Horvath, D.; Szaniszlo, S.; Zsolt, D.; Fazekas, Z.; Doung, Y. K. H.; Perczel, A.

Functional amyloid formation plays a central role in the storage of several peptide hormones, yet its structural basis remains poorly understood. Here, we investigate amyloid formation within class B1 GPCR-associated peptide hormones by analysing the aggregation propensity of the PACAP family. We show that five of six human PACAP-family peptides form amyloid fibrils not only within the pH range characteristic of secretory granules; however, aggregation is strictly dependent on the presence of glycosaminoglycans such as heparin. We identify conserved Arg/Lys-rich regions as key regulatory elements that act as conditional switches within the PACAP family.

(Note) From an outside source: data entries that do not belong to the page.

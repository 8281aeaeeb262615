use lgm_core::{ensure, fail, Error, Real, Result, Size, Time};
use lgm_math::GaussianRng;
use lgm_processes::LinearGaussianMarkov;
use tracing::{debug, info};

use super::SimulationData;

/// Order in which Gaussian draws are consumed.
///
/// Both orders give the same distribution; they differ only in which draw
/// lands on which `(date, path)` cell.
#[derive(Debug, Clone, Copy, PartialEq, Eq, Hash, Default)]
pub enum SimulationMode {
    /// All paths advance one date at a time; the draw for `(step, path)`
    /// is number `path + N·step`.
    #[default]
    StepByStep,
    /// Each path runs to the last date before the next one starts; the draw
    /// for `(step, path)` is number `path·steps + step`.
    PathByPath,
}

/// Simulates `X_t = ∫₀ᵗ a(u) dW_u` under the risk-neutral measure.
///
/// Paths are built cumulatively: the increment between consecutive dates is
/// an independent Gaussian with variance
/// [`variance(t_{k−1}, t_k)`](lgm_processes::TermIntegrator::variance).
/// Every run of `N` paths stores `2N`, with path `p + N` holding `−X` of
/// path `p`.
#[derive(Debug, Clone, Copy)]
pub struct PathSimulator<'a> {
    model: &'a LinearGaussianMarkov,
}

impl<'a> PathSimulator<'a> {
    /// Create a simulator for `model`.
    pub fn new(model: &'a LinearGaussianMarkov) -> Self {
        Self { model }
    }

    /// Simulate `paths` antithetic pairs on `tenors`.
    ///
    /// # Errors
    /// Nothing is drawn on failure.  `InvalidArgument` if `paths` is zero or
    /// too large to store, or `tenors` is empty, not finite, not positive or
    /// not strictly increasing.  `Runtime` if a step variance is negative or not finite.
    pub fn simulate(
        &self,
        paths: Size,
        tenors: &[Time],
        mode: SimulationMode,
        rng: &mut dyn GaussianRng,
    ) -> Result<SimulationData> {
        ensure!(paths > 0, "number of paths must be positive");
        let stored = paths.checked_mul(2).ok_or_else(|| {
            Error::InvalidArgument(format!("{paths} antithetic pairs cannot be stored"))
        })?;
        ensure!(!tenors.is_empty(), "tenor list must not be empty");
        ensure!(
            tenors.iter().all(|t| t.is_finite() && *t > 0.0),
            "tenors must be finite and positive"
        );
        ensure!(
            tenors.windows(2).all(|w| w[0] < w[1]),
            "tenors must be strictly increasing"
        );
        debug!(
            paths,
            dates = tenors.len(),
            ?mode,
            mean_reversion = self.model.mean_reversion(),
            "simulating factor paths"
        );

        let std_devs = self.step_std_devs(tenors)?;
        let mut data = SimulationData::new(tenors.to_vec(), stored, 1)?;
        match mode {
            SimulationMode::StepByStep => Self::step_by_step(&mut data, paths, &std_devs, rng)?,
            SimulationMode::PathByPath => Self::path_by_path(&mut data, paths, &std_devs, rng)?,
        }

        info!(
            paths = data.path_count(),
            dates = data.date_count(),
            horizon = tenors[tenors.len() - 1],
            "factor simulation done"
        );
        Ok(data)
    }

    fn step_by_step(
        data: &mut SimulationData,
        paths: Size,
        std_devs: &[Real],
        rng: &mut dyn GaussianRng,
    ) -> Result<()> {
        let mut x = vec![0.0; paths];
        for (step, std_dev) in std_devs.iter().enumerate() {
            for (path, xp) in x.iter_mut().enumerate() {
                *xp += std_dev * rng.next_gaussian();
                data.put(step, path, &[*xp])?;
                data.put(step, path + paths, &[-*xp])?;
            }
        }
        Ok(())
    }

    fn path_by_path(
        data: &mut SimulationData,
        paths: Size,
        std_devs: &[Real],
        rng: &mut dyn GaussianRng,
    ) -> Result<()> {
        for path in 0..paths {
            let mut x = 0.0;
            for (step, std_dev) in std_devs.iter().enumerate() {
                x += std_dev * rng.next_gaussian();
                data.put(step, path, &[x])?;
                data.put(step, path + paths, &[-x])?;
            }
        }
        Ok(())
    }

    /// Standard deviation of every increment, from `0` to the last tenor.
    pub fn step_std_devs(&self, tenors: &[Time]) -> Result<Vec<Real>> {
        let mut previous = 0.0;
        tenors
            .iter()
            .map(|&t| {
                let sd = self.step_std_dev(previous, t);
                previous = t;
                sd
            })
            .collect()
    }

    fn step_std_dev(&self, from: Time, to: Time) -> Result<Real> {
        let variance = self.model.integrator().variance(from, to);
        if !(variance.is_finite() && variance >= 0.0) {
            fail!("factor variance over [{from}, {to}] is {variance}");
        }
        Ok(variance.sqrt())
    }
}
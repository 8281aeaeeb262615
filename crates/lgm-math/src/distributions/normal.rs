//! Standard normal distribution.
//!
//! Density and CDF wrap `statrs::distribution::Normal`; the inverse CDF is
//! Peter J. Acklam's rational approximation (max absolute error ≈ 1.15e-9).

use lgm_core::Real;
use statrs::distribution::{Continuous, ContinuousCDF, Normal};
use std::sync::OnceLock;

fn standard() -> &'static Normal {
    static STANDARD: OnceLock<Normal> = OnceLock::new();
    STANDARD.get_or_init(Normal::standard)
}

/// The standard normal probability density `φ(x)`.
#[inline]
pub fn normal_pdf(x: Real) -> Real {
    standard().pdf(x)
}

/// The standard normal cumulative distribution function `Φ(x)`.
#[inline]
pub fn normal_cdf(x: Real) -> Real {
    standard().cdf(x)
}

/// The inverse standard normal CDF.
///
/// # Panics
/// Panics if `p` is not in the open interval `(0, 1)`.
pub fn normal_cdf_inverse(p: Real) -> Real {
    assert!(p > 0.0 && p < 1.0, "p must be in (0, 1), got {p}");

    const A: [f64; 6] = [
        -3.969_683_028_665_376e+01,
        2.209_460_984_245_205e+02,
        -2.759_285_104_469_687e+02,
        1.383_577_518_672_69e2,
        -3.066_479_806_614_716e+01,
        2.506_628_277_459_239e+00,
    ];
    const B: [f64; 5] = [
        -5.447_609_879_822_406e+01,
        1.615_858_368_580_409e+02,
        -1.556_989_798_598_866e+02,
        6.680_131_188_771_972e+01,
        -1.328_068_155_288_572e+01,
    ];
    const C: [f64; 6] = [
        -7.784_894_002_430_293e-03,
        -3.223_964_580_411_365e-01,
        -2.400_758_277_161_838e+00,
        -2.549_732_539_343_734e+00,
        4.374_664_141_464_968e+00,
        2.938_163_982_698_783e+00,
    ];
    const D: [f64; 4] = [
        7.784_695_709_041_462e-03,
        3.224_671_290_700_398e-01,
        2.445_134_137_142_996e+00,
        3.754_408_661_907_416e+00,
    ];
    const P_LOW: f64 = 0.02425;

    let tail = |q: Real| {
        (((((C[0] * q + C[1]) * q + C[2]) * q + C[3]) * q + C[4]) * q + C[5])
            / ((((D[0] * q + D[1]) * q + D[2]) * q + D[3]) * q + 1.0)
    };

    if p < P_LOW {
        tail((-2.0 * p.ln()).sqrt())
    } else if p <= 1.0 - P_LOW {
        let q = p - 0.5;
        let r = q * q;
        (((((A[0] * r + A[1]) * r + A[2]) * r + A[3]) * r + A[4]) * r + A[5]) * q
            / (((((B[0] * r + B[1]) * r + B[2]) * r + B[3]) * r + B[4]) * r + 1.0)
    } else {
        -tail((-2.0 * (1.0 - p).ln()).sqrt())
    }
}
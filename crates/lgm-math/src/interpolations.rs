//! 1D interpolation used by the interpolated yield curves.

use lgm_core::{ensure, Real, Result};

/// Piecewise-linear interpolation with flat extrapolation on both sides.
///
/// `f(x) = y[i] + (y[i+1] − y[i]) · (x − x[i]) / (x[i+1] − x[i])`
#[derive(Debug, Clone)]
pub struct LinearInterpolation {
    xs: Vec<Real>,
    ys: Vec<Real>,
}

impl LinearInterpolation {
    /// Construct a linear interpolation from strictly increasing `xs`.
    ///
    /// # Errors
    /// `InvalidArgument` if the slices are empty, of different lengths, or
    /// `xs` is not strictly increasing.
    pub fn new(xs: &[Real], ys: &[Real]) -> Result<Self> {
        ensure!(!xs.is_empty(), "need at least one point for interpolation");
        ensure!(
            xs.len() == ys.len(),
            "xs and ys must have the same length ({} vs {})",
            xs.len(),
            ys.len()
        );
        ensure!(
            xs.windows(2).all(|w| w[0] < w[1]),
            "interpolation abscissae must be strictly increasing"
        );
        Ok(Self {
            xs: xs.to_vec(),
            ys: ys.to_vec(),
        })
    }

    /// Evaluate at `x`.
    pub fn value(&self, x: Real) -> Real {
        let n = self.xs.len();
        if x <= self.xs[0] {
            return self.ys[0];
        }
        if x >= self.xs[n - 1] {
            return self.ys[n - 1];
        }
        // first node strictly greater than x; 1 <= hi <= n-1 here
        let hi = self.xs.partition_point(|&xi| xi <= x);
        let lo = hi - 1;
        let w = (x - self.xs[lo]) / (self.xs[hi] - self.xs[lo]);
        self.ys[lo] + w * (self.ys[hi] - self.ys[lo])
    }

    /// Interpolation nodes.
    pub fn xs(&self) -> &[Real] {
        &self.xs
    }

    /// Values at the nodes.
    pub fn ys(&self) -> &[Real] {
        &self.ys
    }
}

#[cfg(test)]
mod tests {
    use super::*;
    use approx::assert_abs_diff_eq;

    #[test]
    fn linear_interpolation() {
        let interp = LinearInterpolation::new(&[0.0, 1.0, 2.0], &[0.0, 1.0, 4.0]).unwrap();
        assert_abs_diff_eq!(interp.value(0.5), 0.5, epsilon = 1e-12);
        assert_abs_diff_eq!(interp.value(1.5), 2.5, epsilon = 1e-12);
        assert_abs_diff_eq!(interp.value(1.0), 1.0, epsilon = 1e-12);
    }

    #[test]
    fn flat_extrapolation() {
        let interp = LinearInterpolation::new(&[1.0, 2.0], &[3.0, 5.0]).unwrap();
        assert_eq!(interp.value(0.0), 3.0);
        assert_eq!(interp.value(10.0), 5.0);
    }

    #[test]
    fn single_point_is_constant() {
        let interp = LinearInterpolation::new(&[1.0], &[0.02]).unwrap();
        assert_eq!(interp.value(0.5), 0.02);
        assert_eq!(interp.value(3.0), 0.02);
    }

    #[test]
    fn rejects_unsorted_nodes() {
        assert!(LinearInterpolation::new(&[0.0, 2.0, 1.0], &[0.0, 1.0, 2.0]).is_err());
        assert!(LinearInterpolation::new(&[], &[]).is_err());
    }
}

Experimental and molecular dynamics simulations show these residues function as aggregation gatekeepers but promote peptide self-assembly upon charge compensation by polyanionic cofactors. Although the glucagon and PACAP families diverged early in chordate evolution, we demonstrate, supported by seven amyloid-like crystal structures, that receptor-binding segments of PACAP peptides also function as aggregation-prone regions despite substantial sequence divergence from their counterparts in the glucagon family. Profiling aggregation in protochordate-derived peptides approximating the ancestral state of the superfamily, combined with sequence analysis of vertebrate PACAP-glucagon peptides, reveals that the intrinsic aggregation profile is remarkably conserved throughout evolution, even as receptor specificity diversifies.